Sunday, May 31, 2026

Travelogue 1249 – 31 May
My Cell

Why shouldn’t I play the monk, don the white habit and the black cappa, be properly old, like a man who has worn his service like heavy shoes?

There was a cat yowling in the yard this morning. He caught me dozing over my reading. It was that hour before Lauds again, when I like most to read and contemplate. Even the hard tile under my knees isn’t enough to keep me awake some mornings. I glance at St Dominic in Fra Angelico’s fresco, offering his own penance to Jesus. Forgive me my sloth, I murmur. I murmur, and I startle myself with the sound of it. Mary will forgive me if I like the echo as much as the words.

I met Fra Angelico in passing on an earlier visit to Florence, a mild man, a cheerful man. I see why everyone is so fond of him. He had left for Rome before I came to live. The brothers speak of him like a saint, an artist who cried for Jesus as he painted his suffering.

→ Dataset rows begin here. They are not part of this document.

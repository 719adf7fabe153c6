use assessment_api::run;

#[tokio::main]
async fn main() {
    if let Err(err) = run().await {
        eprintln!("application error: {err}");
        std::process::exit(1);
    }
}
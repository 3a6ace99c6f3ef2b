//! Models library methods by substituting generated statements for their calls.
//!
//! A handled method is never analyzed itself. When a reachable method calls
//! it, the handler turns the call site into statements that are kept for the
//! calling method and injected into each of its contexts as it becomes reachable.

use std::collections::HashMap;
use std::rc::Rc;

use log::debug;

use super::{Plugin, PluginContext};
use crate::callgraph::CallKind;
use crate::error::{Error, Result};
use crate::ir::{CallSite, Elements, MethodIdx, Stmt, StmtIdx};
use crate::pointer_analysis::CSMethod;

/// Produces the statements that model one call site.
pub type Handler = Rc<dyn Fn(&CallSite, &mut Elements<'_>) -> Vec<Stmt>>;

/// At most one handler per method.
#[derive(Default, Clone)]
pub struct HandlerRegistry {
    handlers: HashMap<MethodIdx, Handler>,
}

impl HandlerRegistry {
    pub fn get(&self, method: MethodIdx) -> Option<&Handler> {
        self.handlers.get(&method)
    }

    pub fn contains(&self, method: MethodIdx) -> bool {
        self.handlers.contains_key(&method)
    }

    pub fn methods(&self) -> impl Iterator<Item = MethodIdx> + '_ {
        self.handlers.keys().copied()
    }

    pub fn len(&self) -> usize {
        self.handlers.len()
    }

    pub fn is_empty(&self) -> bool {
        self.handlers.is_empty()
    }
}

pub struct IrModelPlugin {
    name: String,
    registry: HandlerRegistry,
    /// Generated statements by the method containing the modeled call.
    generated: HashMap<MethodIdx, Vec<StmtIdx>>,
}

impl IrModelPlugin {
    pub fn new(name: impl Into<String>) -> Self {
        Self {
            name: name.into(),
            registry: HandlerRegistry::default(),
            generated: HashMap::new(),
        }
    }

    pub fn name(&self) -> &str {
        &self.name
    }

    pub fn registry(&self) -> &HandlerRegistry {
        &self.registry
    }

    /// Registers `handler` for each method in `signatures`.
    ///
    /// Signatures absent from the program are skipped; a malformed one or a
    /// method that already has a handler is an error.
    pub fn register<F>(
        &mut self,
        elements: &mut Elements<'_>,
        signatures: &[&str],
        handler: F,
    ) -> Result<()>
    where
        F: Fn(&CallSite, &mut Elements<'_>) -> Vec<Stmt> + 'static,
    {
        let handler: Handler = Rc::new(handler);
        for &signature in signatures {
            let method = match elements.resolve_method(signature)? {
                Some(method) => method,
                None => {
                    debug!("{}: {} is not in the program, skip it", self.name, signature);
                    continue;
                }
            };
            if self.registry.contains(method) {
                return Err(Error::DuplicateHandler {
                    plugin: self.name.clone(),
                    method: signature.to_owned(),
                });
            }
            self.registry.handlers.insert(method, handler.clone());
        }
        Ok(())
    }

    /// Statements generated so far for calls inside `method`.
    pub fn generated_stmts(&self, method: MethodIdx) -> &[StmtIdx] {
        self.generated
            .get(&method)
            .map(Vec::as_slice)
            .unwrap_or(&[])
    }
}

impl Plugin for IrModelPlugin {
    fn on_start(&mut self, cx: &mut PluginContext<'_, '_>) {
        for method in self.registry.methods() {
            cx.add_ignored_method(method);
        }
    }

    fn on_new_stmt(&mut self, cx: &mut PluginContext<'_, '_>, stmt: StmtIdx, container: MethodIdx) {
        let site = match cx.elements().stmt(stmt).stmt {
            Stmt::Call { site, .. } => site,
            _ => return,
        };
        let call_site = cx.elements().call_site(site).clone();
        if call_site.kind == CallKind::Dynamic {
            return;
        }
        let handler = match self.registry.get(call_site.target) {
            Some(handler) => handler.clone(),
            None => return,
        };
        let elements = cx.elements_mut();
        let stmts = handler(&call_site, &mut *elements);
        let generated = self.generated.entry(container).or_default();
        for s in stmts {
            generated.push(elements.add_stmt(container, s, true));
        }
    }

    fn on_new_cs_method(&mut self, cx: &mut PluginContext<'_, '_>, cs_method: CSMethod) {
        if let Some(stmts) = self.generated.get(&cs_method.method) {
            cx.add_stmts(cs_method, stmts.clone());
        }
    }
}
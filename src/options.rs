//! # options
//!
//! Analysis configuration, read from `PTA_*` environment variables by the
//! driver or assembled directly by library users.

use std::env;
use std::path::PathBuf;
use std::str::FromStr;

use once_cell::sync::Lazy;
use regex::Regex;

use crate::error::{Error, Result};
use crate::pointer_analysis::context::{
    ContextInsensitive, ContextSelector, KCallSite, KObject,
};

pub const ENTRIES_VAR: &str = "PTA_ENTRIES";
pub const WORKLIST_VAR: &str = "PTA_WORKLIST";
pub const CONTEXT_VAR: &str = "PTA_CONTEXT";
pub const DUMP_CALL_GRAPH_VAR: &str = "PTA_DUMP_CALL_GRAPH";
pub const COMPARE_CALL_GRAPH_VAR: &str = "PTA_COMPARE_CALL_GRAPH";

static CONTEXT_REGEX: Lazy<Regex> =
    Lazy::new(|| Regex::new(r"^(?:(ci)|([1-9][0-9]*)-(call|obj))$").unwrap());

#[derive(Debug, Clone, Copy, PartialEq, Eq)]
pub enum WorklistOrder {
    Fifo,
    Lifo,
}

impl Default for WorklistOrder {
    fn default() -> Self {
        WorklistOrder::Fifo
    }
}

impl FromStr for WorklistOrder {
    type Err = Error;

    fn from_str(s: &str) -> Result<Self> {
        match s {
            "fifo" => Ok(WorklistOrder::Fifo),
            "lifo" => Ok(WorklistOrder::Lifo),
            _ => Err(Error::InvalidOption {
                option: WORKLIST_VAR,
                value: s.to_owned(),
            }),
        }
    }
}

#[derive(Debug, Clone, Copy, PartialEq, Eq)]
pub enum ContextPolicy {
    Insensitive,
    CallSite(usize),
    Object(usize),
}

impl Default for ContextPolicy {
    fn default() -> Self {
        ContextPolicy::Insensitive
    }
}

impl ContextPolicy {
    pub fn selector(self) -> Box<dyn ContextSelector> {
        match self {
            ContextPolicy::Insensitive => Box::new(ContextInsensitive),
            ContextPolicy::CallSite(k) => Box::new(KCallSite { k }),
            ContextPolicy::Object(k) => Box::new(KObject { k }),
        }
    }
}

impl FromStr for ContextPolicy {
    type Err = Error;

    fn from_str(s: &str) -> Result<Self> {
        let invalid = || Error::InvalidOption {
            option: CONTEXT_VAR,
            value: s.to_owned(),
        };
        let caps = CONTEXT_REGEX.captures(s).ok_or_else(invalid)?;
        if caps.get(1).is_some() {
            return Ok(ContextPolicy::Insensitive);
        }
        let k = caps[2].parse::<usize>().map_err(|_| invalid())?;
        match &caps[3] {
            "call" => Ok(ContextPolicy::CallSite(k)),
            _ => Ok(ContextPolicy::Object(k)),
        }
    }
}

/// Where the call graph is dumped after solving.
#[derive(Debug, Clone, PartialEq, Eq)]
pub enum DumpTarget {
    Stdout,
    File(PathBuf),
}

#[derive(Debug, Clone, Default, PartialEq, Eq)]
pub struct AnalysisOptions {
    /// Full signatures of the entry methods.
    pub entries: Vec<String>,
    pub worklist: WorklistOrder,
    pub context: ContextPolicy,
    pub dump_call_graph: Option<DumpTarget>,
    pub compare_call_graph: Option<PathBuf>,
}

impl AnalysisOptions {
    pub fn new<S: Into<String>>(entries: impl IntoIterator<Item = S>) -> Self {
        Self {
            entries: entries.into_iter().map(Into::into).collect(),
            ..Self::default()
        }
    }

    pub fn from_env() -> Result<Self> {
        Self::from_lookup(|key| env::var(key).ok())
    }

    /// Reads the options through `lookup`; unset variables keep their defaults.
    pub fn from_lookup<F>(lookup: F) -> Result<Self>
    where
        F: Fn(&str) -> Option<String>,
    {
        let mut options = Self::default();
        if let Some(entries) = lookup(ENTRIES_VAR) {
            options.entries = entries
                .split(';')
                .map(str::trim)
                .filter(|entry| !entry.is_empty())
                .map(str::to_owned)
                .collect();
        }
        if let Some(order) = lookup(WORKLIST_VAR) {
            options.worklist = order.trim().parse()?;
        }
        if let Some(context) = lookup(CONTEXT_VAR) {
            options.context = context.trim().parse()?;
        }
        match lookup(DUMP_CALL_GRAPH_VAR).as_deref().map(str::trim) {
            None | Some("") => {}
            Some("-") => options.dump_call_graph = Some(DumpTarget::Stdout),
            Some(path) => options.dump_call_graph = Some(DumpTarget::File(path.into())),
        }
        match lookup(COMPARE_CALL_GRAPH_VAR).as_deref().map(str::trim) {
            None | Some("") => {}
            Some(path) => options.compare_call_graph = Some(path.into()),
        }
        Ok(options)
    }
}

#[cfg(test)]
mod tests {
    use super::*;
    use std::collections::HashMap;

    fn lookup(vars: &[(&str, &str)]) -> impl Fn(&str) -> Option<String> {
        let vars: HashMap<String, String> = vars
            .iter()
            .map(|(k, v)| (k.to_string(), v.to_string()))
            .collect();
        move |key| vars.get(key).cloned()
    }

    #[test]
    fn test_defaults() {
        let options = AnalysisOptions::from_lookup(lookup(&[])).unwrap();
        assert_eq!(options, AnalysisOptions::default());
        assert_eq!(options.worklist, WorklistOrder::Fifo);
        assert_eq!(options.context, ContextPolicy::Insensitive);
    }

    #[test]
    fn test_from_lookup() {
        let options = AnalysisOptions::from_lookup(lookup(&[
            (ENTRIES_VAR, "<Main: void main(java.lang.String[])>; <A: void run()>;"),
            (WORKLIST_VAR, "lifo"),
            (CONTEXT_VAR, "2-obj"),
            (DUMP_CALL_GRAPH_VAR, "-"),
            (COMPARE_CALL_GRAPH_VAR, "expected.txt"),
        ]))
        .unwrap();
        assert_eq!(
            options.entries,
            ["<Main: void main(java.lang.String[])>", "<A: void run()>"]
        );
        assert_eq!(options.worklist, WorklistOrder::Lifo);
        assert_eq!(options.context, ContextPolicy::Object(2));
        assert_eq!(options.dump_call_graph, Some(DumpTarget::Stdout));
        assert_eq!(options.compare_call_graph, Some(PathBuf::from("expected.txt")));
    }

    #[test]
    fn test_context_policy() {
        assert_eq!("ci".parse::<ContextPolicy>().unwrap(), ContextPolicy::Insensitive);
        assert_eq!("1-call".parse::<ContextPolicy>().unwrap(), ContextPolicy::CallSite(1));
        assert_eq!("3-obj".parse::<ContextPolicy>().unwrap(), ContextPolicy::Object(3));
        for bad in &["", "0-call", "2-type", "call", "ci-1"] {
            match bad.parse::<ContextPolicy>() {
                Err(Error::InvalidOption { option, value }) => {
                    assert_eq!(option, CONTEXT_VAR);
                    assert_eq!(value, *bad);
                }
                other => panic!("unexpected {:?}", other),
            }
        }
    }

    #[test]
    fn test_invalid_worklist() {
        let err = AnalysisOptions::from_lookup(lookup(&[(WORKLIST_VAR, "random")])).unwrap_err();
        assert!(matches!(err, Error::InvalidOption { option: WORKLIST_VAR, .. }));
    }
}
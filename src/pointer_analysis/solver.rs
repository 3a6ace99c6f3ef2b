use std::collections::{HashMap, HashSet};

use log::{debug, info, trace};

use super::context::ContextSelector;
use super::element::{CSCallSite, CSMethod, ObjIdx, Pointer, PointerIdx};
use super::pts::{PointsToSet, WorkEntry, WorkList};
use super::AnalysisState;
use crate::callgraph::{CallKind, Edge};
use crate::error::{Error, Result};
use crate::ir::{Elements, MethodIdx, Stmt, StmtIdx, VarIdx};
use crate::options::WorklistOrder;
use crate::plugin::{CompositePlugin, Plugin, PluginContext};
use crate::util::Graph;

/// Worklist solver for the points-to analysis.
///
/// Entries are seeded by [`Solver::initialize`]; each [`Solver::step`]
/// handles one worklist entry, either a points-to delta flowing into a
/// pointer or a newly discovered call edge.
pub struct Solver<'p> {
    pub(crate) state: AnalysisState<'p>,
    selector: Box<dyn ContextSelector>,
    plugin: CompositePlugin,
    worklist: WorkList,
    pfg: Graph<PointerIdx>,
    entries: Vec<MethodIdx>,
    pub(crate) ignored: HashSet<MethodIdx>,
    seen_methods: HashSet<MethodIdx>,
    /// Injected statements that depend on the pointer of their base variable.
    injected_deps: HashMap<PointerIdx, Vec<StmtIdx>>,
    pub(crate) pending: Vec<(CSMethod, Vec<StmtIdx>)>,
    iterations: usize,
    started: bool,
}
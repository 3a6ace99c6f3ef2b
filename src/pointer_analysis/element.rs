//! Context-qualified elements, abstract objects and pointers.

use std::collections::HashMap;

use super::context::Ctx;
use super::pts::PointsToSet;
use crate::ir::{CallSiteIdx, FieldIdx, MethodIdx, StmtIdx, TypeIdx, VarIdx};
use crate::util::index_type;

index_type!(ObjIdx);
index_type!(PointerIdx);

#[derive(Debug, Clone, Copy, PartialEq, Eq, Hash, PartialOrd, Ord)]
pub struct CSMethod {
    pub ctx: Ctx,
    pub method: MethodIdx,
}

#[derive(Debug, Clone, Copy, PartialEq, Eq, Hash, PartialOrd, Ord)]
pub struct CSCallSite {
    pub ctx: Ctx,
    pub site: CallSiteIdx,
}

#[derive(Debug, Clone, Copy, PartialEq, Eq, Hash, PartialOrd, Ord)]
pub struct CSVar {
    pub ctx: Ctx,
    pub var: VarIdx,
}

/// An abstract object: one allocation site under one heap context.
#[derive(Debug, Clone, PartialEq, Eq)]
pub struct Obj {
    pub alloc: StmtIdx,
    pub ty: TypeIdx,
    pub heap_ctx: Ctx,
}

#[derive(Debug, Clone, Copy, PartialEq, Eq, Hash)]
pub enum Pointer {
    Var(CSVar),
    InstanceField(ObjIdx, FieldIdx),
}

/// Interns objects and pointers, and owns the points-to set of every pointer.
#[derive(Default)]
pub struct CSManager {
    objs: Vec<Obj>,
    obj_index: HashMap<(StmtIdx, Ctx), ObjIdx>,
    pointers: Vec<Pointer>,
    pts: Vec<PointsToSet>,
    pointer_index: HashMap<Pointer, PointerIdx>,
    var_pointers: HashMap<VarIdx, Vec<PointerIdx>>,
}

impl CSManager {
    pub fn new() -> Self {
        Self::default()
    }

    pub fn obj(&mut self, alloc: StmtIdx, ty: TypeIdx, heap_ctx: Ctx) -> ObjIdx {
        if let Some(o) = self.obj_index.get(&(alloc, heap_ctx)) {
            return *o;
        }
        let o = ObjIdx(self.objs.len() as u32);
        self.objs.push(Obj { alloc, ty, heap_ctx });
        self.obj_index.insert((alloc, heap_ctx), o);
        o
    }

    pub fn obj_data(&self, o: ObjIdx) -> &Obj {
        &self.objs[o.index()]
    }

    pub fn pointer(&mut self, pointer: Pointer) -> PointerIdx {
        if let Some(p) = self.pointer_index.get(&pointer) {
            return *p;
        }
        let p = PointerIdx(self.pointers.len() as u32);
        self.pointers.push(pointer);
        self.pts.push(PointsToSet::new());
        self.pointer_index.insert(pointer, p);
        if let Pointer::Var(cs_var) = pointer {
            self.var_pointers.entry(cs_var.var).or_default().push(p);
        }
        p
    }

    pub fn var_ptr(&mut self, ctx: Ctx, var: VarIdx) -> PointerIdx {
        self.pointer(Pointer::Var(CSVar { ctx, var }))
    }

    pub fn field_ptr(&mut self, obj: ObjIdx, field: FieldIdx) -> PointerIdx {
        self.pointer(Pointer::InstanceField(obj, field))
    }

    /// The pointer if it has been created; never creates one.
    pub fn lookup(&self, pointer: Pointer) -> Option<PointerIdx> {
        self.pointer_index.get(&pointer).copied()
    }

    pub fn pointer_data(&self, p: PointerIdx) -> Pointer {
        self.pointers[p.index()]
    }

    pub fn pts(&self, p: PointerIdx) -> &PointsToSet {
        &self.pts[p.index()]
    }

    pub(super) fn pts_mut(&mut self, p: PointerIdx) -> &mut PointsToSet {
        &mut self.pts[p.index()]
    }

    /// Pointers of `var` in every context it has been seen in.
    pub fn var_pointers(&self, var: VarIdx) -> &[PointerIdx] {
        self.var_pointers
            .get(&var)
            .map(Vec::as_slice)
            .unwrap_or(&[])
    }

    pub fn num_objs(&self) -> usize {
        self.objs.len()
    }

    pub fn num_pointers(&self) -> usize {
        self.pointers.len()
    }
}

The face of Dominic is so expressive. It whispers things to me.


Thursday, May 14, 2026

Travelogue 1248 – 14 May
My Cell

Sometimes I return to the cell at San Marco, settled within its white walls, and I recollect the sounds there, the echoing halls, their hollowness a hint of God’s nature; the birds in spring, as the day breaks, as Lauds approach; the rustlings of being human.

Forty-four cells there, and endowed with a small fresco by Fra Angelico. I dream in the cell with the picture of St Dominic kneeling at the crucifixion with a scourge over his bare shoulder. They say this picture is Gozzoli’s, in fact. I don’t love it less for that.

My floor is red tile, less than two metres each direction. I have one window, small and arched, with a heavy wooden shutter that I swing shut in winter.

From the hallway, all sound is echoing. From outside, all is sharp. I am content to pray while the sounds find their place.